A MUlti-scale Soil moisture-Evapotranspiration Dynamics study - AMUSED

The ultimate goal of the AMUSED project is to identify the spatiotemporal scale-dependency of key dominant processes that control changes in soil moisture and land-atmosphere interactions. Soil moisture plays a major role in the environment/climate system because the transports of water within the land and the land-atmosphere interface are strongly dependent on the state of soil water in a region. Despite its importance, lack of soil moisture measurements at various spatial scales has limited our understanding of how individual physical factors control soil moisture dynamics. AMUSED employs new innovative technology for soil moisture monitoring using cosmic-rays sensors in combination with land surface modeling, satellite remote sensing, and model diagnostics and data assimilation methods. The new cosmic-ray sensors can measure soil moisture at an unprecedented sub-kilometer scale. The technology has revolutionized the field of hydrometeorology because it provides, for the first time, a unique opportunity to fill the gap between soil moisture observations from traditional point-scale sensors and large-scale from satellite remote sensing products. This proposal will focus on the initial COSMOS-UK sites located near the Thames region whose complex interactions of population growth, increases in per capita consumption of resources, changes in land use will likely be impacted by future climate change.
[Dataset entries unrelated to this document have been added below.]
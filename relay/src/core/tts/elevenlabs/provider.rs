use serde_json::json;
use tracing::debug;

use super::config::ElevenLabsConfig;
use crate::core::tts::base::TTSResult;
use crate::core::tts::provider::{TTSProvider, TTSRequestBuilder};

/// Builds `POST /v1/text-to-speech/{voice}` requests.
#[derive(Debug, Clone)]
pub struct ElevenLabsRequestBuilder {
    config: ElevenLabsConfig,
    sample_rate: u32,
}

impl ElevenLabsRequestBuilder {
    pub fn new(config: ElevenLabsConfig) -> TTSResult<Self> {
        config.validate()?;
        let sample_rate = config.sample_rate()?;
        Ok(Self {
            config,
            sample_rate,
        })
    }

    fn build_request_body(&self, text: &str) -> serde_json::Value {
        json!({
            "text": text,
            "model_id": self.config.model_id,
            "voice_settings": self.config.voice_settings,
        })
    }
}

impl TTSRequestBuilder for ElevenLabsRequestBuilder {
    fn build_http_request(&self, client: &reqwest::Client, text: &str) -> reqwest::RequestBuilder {
        debug!(
            voice = %self.config.voice_id,
            model = %self.config.model_id,
            chars = text.len(),
            "Building ElevenLabs TTS request"
        );

        client
            .post(self.config.http_url())
            .header("xi-api-key", &self.config.api_key)
            .header("Content-Type", "application/json")
            .header("Accept", "audio/pcm")
            .json(&self.build_request_body(text))
    }

    fn sample_rate(&self) -> u32 {
        self.sample_rate
    }
}

pub type ElevenLabsTTS = TTSProvider<ElevenLabsRequestBuilder>;

impl ElevenLabsTTS {
    pub fn from_config(config: ElevenLabsConfig, client: reqwest::Client) -> TTSResult<Self> {
        Ok(TTSProvider::new(client, ElevenLabsRequestBuilder::new(config)?))
    }
}

#[cfg(test)]
mod tests {
    use super::*;
    use crate::core::tts::base::{SpeechSynthesizer, TTSError};
    use wiremock::matchers::{body_json, header, method, path, query_param};
    use wiremock::{Mock, MockServer, ResponseTemplate};

    fn config(base_url: &str) -> ElevenLabsConfig {
        ElevenLabsConfig {
            api_key: "xi-test".to_string(),
            voice_id: "voice-1".to_string(),
            base_url: base_url.to_string(),
            ..Default::default()
        }
    }

    #[test]
    fn test_build_http_request() {
        let builder = ElevenLabsRequestBuilder::new(config("https://api.elevenlabs.io")).unwrap();
        let client = reqwest::Client::new();
        let request = builder.build_http_request(&client, "Hello ").build().unwrap();

        assert_eq!(request.method(), reqwest::Method::POST);
        assert_eq!(
            request.url().as_str(),
            "https://api.elevenlabs.io/v1/text-to-speech/voice-1?optimize_streaming_latency=4&output_format=pcm_16000"
        );
        assert_eq!(request.headers().get("xi-api-key").unwrap(), "xi-test");

        let body: serde_json::Value =
            serde_json::from_slice(request.body().unwrap().as_bytes().unwrap()).unwrap();
        assert_eq!(
            body,
            json!({
                "text": "Hello ",
                "model_id": "eleven_monolingual_v1",
                "voice_settings": { "similarity_boost": 0.5, "stability": 0.0 }
            })
        );
    }

    #[tokio::test]
    async fn test_synthesize_returns_pcm_body() {
        let server = MockServer::start().await;
        Mock::given(method("POST"))
            .and(path("/v1/text-to-speech/voice-1"))
            .and(query_param("output_format", "pcm_16000"))
            .and(header("xi-api-key", "xi-test"))
            .and(body_json(json!({
                "text": "Hi there ",
                "model_id": "eleven_monolingual_v1",
                "voice_settings": { "similarity_boost": 0.5, "stability": 0.0 }
            })))
            .respond_with(ResponseTemplate::new(200).set_body_bytes(vec![1u8, 0, 2, 0]))
            .expect(1)
            .mount(&server)
            .await;

        let tts = ElevenLabsTTS::from_config(config(&server.uri()), reqwest::Client::new()).unwrap();
        let pcm = tts.synthesize("Hi there ").await.unwrap();

        assert_eq!(pcm.as_ref(), &[1, 0, 2, 0]);
        assert_eq!(tts.sample_rate(), 16000);
    }

    #[tokio::test]
    async fn test_synthesize_surfaces_http_errors() {
        let server = MockServer::start().await;
        Mock::given(method("POST"))
            .respond_with(ResponseTemplate::new(401).set_body_string("invalid api key"))
            .mount(&server)
            .await;

        let tts = ElevenLabsTTS::from_config(config(&server.uri()), reqwest::Client::new()).unwrap();
        let err = tts.synthesize("Hello ").await.unwrap_err();

        assert!(matches!(err, TTSError::ProviderError(ref msg) if msg.contains("invalid api key")));
    }
}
The project seeks to identify whether a unified science of land-atmosphere interactions across multiple-scales can be achievable, or if simpler scale-dependent parameterizations in combination with data assimilation can provide uniquely acceptable predictions of soil moisture dynamics and land surface processes (e.g., evapotranspiration). AMUSED will therefore expand the notion of operational data assimilation implementation by further introducing model diagnostics in order to identify which model structures or parameterizations are likely to affect state estimation via data assimilation. These findings will enhance our current understanding and the representation of soil moisture and surface processes in numerical weather prediction and climate models in the UK.